Dynamics of Fronts, discrete models

 Instructions This Java applet (If you don't see anything above, please install Java 1.4) models the dynamics of a front moving through a noisy medium. It contains two discrete models, that simulate respectively the KPZ (Karder-Parisi-Zhang) equation and the Sneppen model (PRL, 1992). The discrete KPZ simulation for an interface h(x,t) is simulated by at each time-step: select a random point x along the interface. increase the height of the interface at this point h(x)->h(x)+1 increase h subsequently at neighbor points y=x+1, y=x+2... such that h(y)-h(y+1) is never larger than 1. Do the same for y=x-1,x-2, etc. The Sneppen model concerns an interface h(x,t) and a random underlying medium modeled by random numbers eta(x,h). The model is by definition discrete, at each time-step: select the point x along the interface which have the smalles random number. increase the height of the interface at this point h(x)->h(x)+1 increase h subsequently at neighbor points y=x+1, y=x+2... such that h(y)-h(y+1) is never larger than 1. Do the same for y=x-1,x-2, etc.
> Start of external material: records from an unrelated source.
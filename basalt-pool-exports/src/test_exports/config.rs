// Copyright (c) 2023 BASALT LABS <info@basalt.systems>

use basalt_models::Timestamp;

use crate::config::PoolConfig;

impl Default for PoolConfig {
    fn default() -> Self {
        PoolConfig {
            pool_limit: 10_000,
            tx_expiration: Timestamp::from_millis(600_000),
            cleanup_interval: Timestamp::from_millis(3_000),
            max_sweep_traverse: 10_000,
            max_notify_retries: 3,
        }
    }
}
// Copyright (c) 2023 BASALT LABS <info@basalt.systems>

use basalt_models::{
    BlockHeader, BlockProposal, Hash, HashedSet, PeerId, SignedTransaction, TransactionMetadata,
};

use crate::error::PoolError;
use crate::types::{SubmitResultReceiver, TransactionSubmitResult};

/// Trait defining the transaction pool controller.
pub trait TxPoolController: Send + Sync {
    /// Submits a client transaction. Capacity and validity are checked
    /// synchronously: a rejection is returned as an error, an accepted
    /// submission returns a receiver that resolves exactly once with the
    /// commit (or expiration) result.
    fn submit(&self, tx: SignedTransaction) -> Result<SubmitResultReceiver, PoolError>;

    /// Imports transactions gossiped by a peer. Bypasses the capacity limit
    /// so transactions can reach every node; individual failures are
    /// trace-logged and skipped.
    fn batch_import(&self, txs: Vec<SignedTransaction>);

    /// Accepts the transactions of a verified proposal, sealing each into
    /// the proposal's `(number, hash)`. Any rejection aborts the batch and
    /// names the offending transaction.
    fn batch_verify_and_submit(
        &self,
        header: &BlockHeader,
        txs: Vec<SignedTransaction>,
    ) -> Result<(), PoolError>;

    /// Picks up to `limit` pending transactions for block assembly, sealing
    /// them. System transactions come back in the second list. Transactions
    /// in `avoid` are skipped; `avoid_duplicate` additionally skips already
    /// sealed ones.
    fn batch_fetch_txs(
        &self,
        limit: usize,
        avoid: &HashedSet<Hash>,
        avoid_duplicate: bool,
    ) -> (Vec<TransactionMetadata>, Vec<TransactionMetadata>);

    /// Seals (`seal=true`) or unseals the given transactions. Sealing binds
    /// them to `(batch_id, batch_hash)`; unsealing is refused for
    /// transactions meanwhile sealed into a different proposal.
    fn batch_mark_txs(&self, hashes: &[Hash], batch_id: i64, batch_hash: &Hash, seal: bool);

    /// Seals or unseals every pending transaction.
    fn batch_mark_all(&self, seal: bool);

    /// Removes the transactions committed by block `batch_id`, records their
    /// nonces, and notifies each submitter with its result.
    fn batch_remove(&self, batch_id: i64, results: Vec<TransactionSubmitResult>);

    /// Looks up transactions by hash, returning the found bodies and the
    /// hashes we lack.
    fn fetch_txs(&self, hashes: &[Hash]) -> (Vec<SignedTransaction>, Vec<Hash>);

    /// Returns up to `limit` transactions not yet synced to peers, marking
    /// them synced.
    fn fetch_new_txs(&self, limit: usize) -> Vec<SignedTransaction>;

    /// Reports the hashes a proposal references that this pool lacks.
    fn verify_proposal(&self, proposal: &BlockProposal) -> Vec<Hash>;

    /// Whether every one of the given hashes is pending in this pool.
    fn proposal_known(&self, hashes: &[Hash]) -> bool;

    /// Records `peer` as knowing each of the given hashes we hold, and
    /// returns the ones unknown to us that were not already requested.
    fn filter_unknown_txs(&self, hashes: &[Hash], peer: &PeerId) -> Vec<Hash>;

    /// Returns up to `limit` pending transaction hashes.
    fn tx_hashes(&self, limit: usize) -> Vec<Hash>;

    /// Number of pending transactions not sealed into any proposal.
    fn unsealed_txs_size(&self) -> usize;

    /// Number of pending transactions.
    fn pending_txs_size(&self) -> usize;

    /// Drops every pending transaction and resets the bookkeeping sidebars.
    fn clear(&self);

    /// Returns a boxed clone of self.
    /// Useful to allow cloning `Box<dyn TxPoolController>`.
    fn clone_box(&self) -> Box<dyn TxPoolController>;
}

impl Clone for Box<dyn TxPoolController> {
    fn clone(&self) -> Self {
        self.clone_box()
    }
}

/// Handle stopping the pool worker.
pub trait TxPoolManager: Send {
    /// Stops the cleanup timer and joins the worker thread.
    fn stop(&mut self);
}
// Copyright (c) 2023 BASALT LABS <info@basalt.systems>

//! In-memory pool of pending signed transactions: ingestion from clients and
//! peers, proposal sealing, commit removal, expiration, and submitter
//! notification.

#![warn(missing_docs)]

mod controller_impl;
mod pool;
mod types;
mod worker;

pub use pool::TxPool;
pub use worker::start_pool_controller;

#[cfg(test)]
mod tests;
// File: crates/sparkline-examples/src/bin/polyline.rs
// Summary: Minimal example that prints the point string for a synthetic series.

use sparkline_core::{generate, DEFAULT_HEIGHT};

fn main() {
    // Damped wave with a single dropout sample
    let mut data: Vec<f64> = (0..25)
        .map(|i| {
            let t = i as f64 * 0.5;
            (t.sin() * (-t * 0.15).exp() * 50.0 + 50.0).round()
        })
        .collect();
    data[12] = f64::NAN;

    let points = generate(Some(&data), DEFAULT_HEIGHT, None, None);
    println!("{points}");
}
// File: crates/demo/src/main.rs
// Summary: Demo loads one numeric column from a CSV file and prints its sparkline point string.

use anyhow::{Context, Result};
use sparkline_core::{autoscale, Polyline, PolylineOptions, DEFAULT_HEIGHT};
use std::path::{Path, PathBuf};

const DEFAULT_INPUT: &str = "crates/demo/data/telemetry_sample.csv";
const DEFAULT_COLUMN: &str = "altitude";

fn main() -> Result<()> {
    // Usage: sparkline-demo [path] [column] [height]
    let mut args = std::env::args().skip(1);
    let raw = args.next().unwrap_or_else(|| DEFAULT_INPUT.to_string());
    let column = args.next().unwrap_or_else(|| DEFAULT_COLUMN.to_string());
    let height = match args.next() {
        Some(h) => h.trim().parse::<f64>().with_context(|| format!("invalid height '{h}'"))?,
        None => DEFAULT_HEIGHT,
    };

    let (path, used_alt) = resolve_path(&raw)?;
    println!("Using input file: {}", path.display());
    if used_alt {
        println!("  (extension swapped between .csv/.cvs)");
    }

    let samples = load_column(&path, &column)
        .with_context(|| format!("failed to load column '{}' from '{}'", column, path.display()))?;
    println!("Loaded {} samples from column '{}'", samples.len(), column);

    let skipped = samples.iter().filter(|v| !v.is_finite()).count();
    if skipped > 0 {
        eprintln!("Warning: {skipped} non-numeric cells will be pinned to the baseline.");
    }
    if samples.len() < 2 {
        eprintln!("Warning: fewer than two samples; the point string is empty.");
    }

    let bounds = autoscale(&samples);
    println!("Value range: [{:.4}, {:.4}]", bounds.min, bounds.max);

    let opts = PolylineOptions::default().with_height(height);
    let polyline = Polyline::try_from_samples(&samples, &opts)?;
    println!("{polyline}");

    Ok(())
}

/// Resolve path, trying .csv/.cvs swap if needed.
/// Returns (actual_path, used_alt)
fn resolve_path(raw: &str) -> Result<(PathBuf, bool)> {
    let p = Path::new(raw);
    if p.exists() {
        return Ok((p.to_path_buf(), false));
    }
    if let Some(alt) = swap_ext(p) {
        if alt.exists() {
            return Ok((alt, true));
        }
    }
    anyhow::bail!("file not found: {}", p.display());
}

/// Read the named column (case-insensitive); unparsable cells become NaN so row count is preserved.
fn load_column(path: &Path, column: &str) -> Result<Vec<f64>> {
    let mut rdr = csv::ReaderBuilder::new()
        .has_headers(true)
        .from_path(path)
        .with_context(|| format!("opening {}", path.display()))?;

    let headers = rdr
        .headers()?
        .iter()
        .map(|h| h.trim().to_lowercase())
        .collect::<Vec<_>>();
    println!("Headers: {:?}", headers);

    let want = column.trim().to_lowercase();
    let Some(ix) = headers.iter().position(|h| *h == want) else {
        anyhow::bail!("column '{}' not found; available: {}", column, headers.join(", "));
    };

    let mut out = Vec::new();
    for rec in rdr.records() {
        let rec = rec?;
        let v = rec
            .get(ix)
            .and_then(|s| s.trim().parse::<f64>().ok())
            .unwrap_or(f64::NAN);
        out.push(v);
    }
    Ok(out)
}

fn swap_ext(p: &Path) -> Option<PathBuf> {
    let mut alt = p.to_path_buf();
    let ext = p.extension()?.to_string_lossy().to_lowercase();
    match ext.as_str() {
        "cvs" => {
            alt.set_extension("csv");
            Some(alt)
        }
        "csv" => {
            alt.set_extension("cvs");
            Some(alt)
        }
        _ => None,
    }
}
For all points where h is changed, the associated random number is changed to a new one in the interval [0:1] Philosophy Dynamics of fronts present the simplest spatio-temporal model systems. The dynamics describes a non-equilibrium process where old states (represented by a height variable h(x) are replaced with new fronts. There is no consideration of detailed balance, and as a result the system reaches steady state dynamical state where particular modes of excitation across the system. In the applet we show the two, philosophically quite different approaches to front dynamics: One based on annealed noise, and another based on quenched noise and extremal dynamics. In the annealed case (KPZ), the noise of the update changes from time to time, even at the same point (x,h(x)). As a result the front always move a little on all points. In the quenched case, then when there is no movemenet at a given point (x,h(x)) at some time, then there is typically no movement either at the subsequent timestep. The fronts gets pinned. This is in particular captured by the exremal dynamics of the Sneppen interface model. References: M. kardar, G. Parisi and Y.-C. Zhang, Physical Review Letter 56 889 (1986). K. Sneppen, Physical Review Letter 70 3833 (1992). M. Paczuski, S. Maslov and P. Bak, Physical Review E53 414 (1996).